Riccardo Giacconi is an Italian Nobel Prize winning astrophysicist who laid the foundations of X-ray astronomy. He was born October 6, 1931, in Genoa, Italy. He received a PhD at the University of Milan in 1954.


He was founding director of the Space Telescope Science Institute (1981–93), and he later headed the European Southern Observatory (1993–99).


According to Wikipedia:

Since cosmic X-ray radiation is absorbed by the Earth's atmosphere, space-based telescopes are needed for X-ray astronomy.
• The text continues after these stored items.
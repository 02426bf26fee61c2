//! 超市业务服务

use chrono::Utc;
use sqlx::SqlitePool;
use tracing::info;

use super::model::{CreateSupermarketRequest, NearbySupermarket, Supermarket};
use super::proximity::find_nearby;
use crate::core::error::{AppError, AppResult};
use crate::core::pagination::Page;

#[derive(Clone)]
pub struct SupermarketService {
    pool: SqlitePool,
}

impl SupermarketService {
    pub fn new(pool: SqlitePool) -> Self {
        Self { pool }
    }

    pub async fn create(&self, request: CreateSupermarketRequest) -> AppResult<Supermarket> {
        let supermarket = sqlx::query_as::<_, Supermarket>(
            r#"
            INSERT INTO supermarkets (name, address, latitude, longitude, phone, created_at)
            VALUES (?, ?, ?, ?, ?, ?)
            RETURNING *
            "#,
        )
        .bind(&request.name)
        .bind(&request.address)
        .bind(request.latitude)
        .bind(request.longitude)
        .bind(&request.phone)
        .bind(Utc::now())
        .fetch_one(&self.pool)
        .await?;

        info!("Created supermarket: {} ({})", supermarket.name, supermarket.id);
        Ok(supermarket)
    }

    pub async fn list(&self, page: Page) -> AppResult<Vec<Supermarket>> {
        let supermarkets =
            sqlx::query_as::<_, Supermarket>("SELECT * FROM supermarkets ORDER BY id LIMIT ? OFFSET ?")
                .bind(page.limit)
                .bind(page.skip)
                .fetch_all(&self.pool)
                .await?;

        Ok(supermarkets)
    }

    pub async fn get(&self, id: i64) -> AppResult<Supermarket> {
        sqlx::query_as::<_, Supermarket>("SELECT * FROM supermarkets WHERE id = ?")
            .bind(id)
            .fetch_optional(&self.pool)
            .await?
            .ok_or_else(|| AppError::not_found("supermarket"))
    }

    pub async fn nearby(
        &self,
        latitude: f64,
        longitude: f64,
        radius_km: f64,
    ) -> AppResult<Vec<NearbySupermarket>> {
        let stores = sqlx::query_as::<_, Supermarket>("SELECT * FROM supermarkets")
            .fetch_all(&self.pool)
            .await?;

        Ok(find_nearby(latitude, longitude, radius_km, stores))
    }
}
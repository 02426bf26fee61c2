//! 商品处理器

use axum::{extract::State, http::StatusCode, response::Json};
use validator::Validate;

use super::model::{CreateProductRequest, ListProductsQuery, Product, SearchProductsQuery};
use crate::app::AppState;
use crate::core::error::AppResult;
use crate::core::extract::{AppJson, AppPath, AppQuery};

pub async fn create_product(
    State(state): State<AppState>,
    AppJson(payload): AppJson<CreateProductRequest>,
) -> AppResult<(StatusCode, Json<Product>)> {
    payload.validate()?;

    let product = state.products.create(payload).await?;
    Ok((StatusCode::CREATED, Json(product)))
}

pub async fn list_products(
    State(state): State<AppState>,
    AppQuery(query): AppQuery<ListProductsQuery>,
) -> AppResult<Json<Vec<Product>>> {
    let products = state
        .products
        .list(query.page(), query.category.as_deref())
        .await?;
    Ok(Json(products))
}

pub async fn search_products(
    State(state): State<AppState>,
    AppQuery(query): AppQuery<SearchProductsQuery>,
) -> AppResult<Json<Vec<Product>>> {
    let products = state.products.search(&query.q).await?;
    Ok(Json(products))
}

pub async fn get_product(
    State(state): State<AppState>,
    AppPath(id): AppPath<i64>,
) -> AppResult<Json<Product>> {
    let product = state.products.get(id).await?;
    Ok(Json(product))
}
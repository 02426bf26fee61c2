//! 超市（店铺登记与附近检索）

pub mod handler;
pub mod model;
pub mod proximity;
pub mod service;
Applying himself to this problem, Giacconi worked on the instrumentation for X-ray astronomy; from rocket-borne detectors in the late 1950s and early 1960s, to Uhuru, the first orbiting X-ray astronomy satellite, in the 1970s. Giacconi's pioneering research continued in 1978 with the Einstein Observatory, the first fully imaging X-ray telescope put into space, and later with the Chandra X-ray Observatory, which was launched in 1999 and is still in operation. Giacconi also applied his expertise to other fields of astronomy, becoming the first director of the Space Telescope Science Institute, the science operations center for the Hubble Space Telescope.


Giacconi was awarded one of three shares in the 2002 Nobel Prize in Physics. The other shares of the Prize were awarded to Masatoshi Koshiba and Raymond Davis, Jr.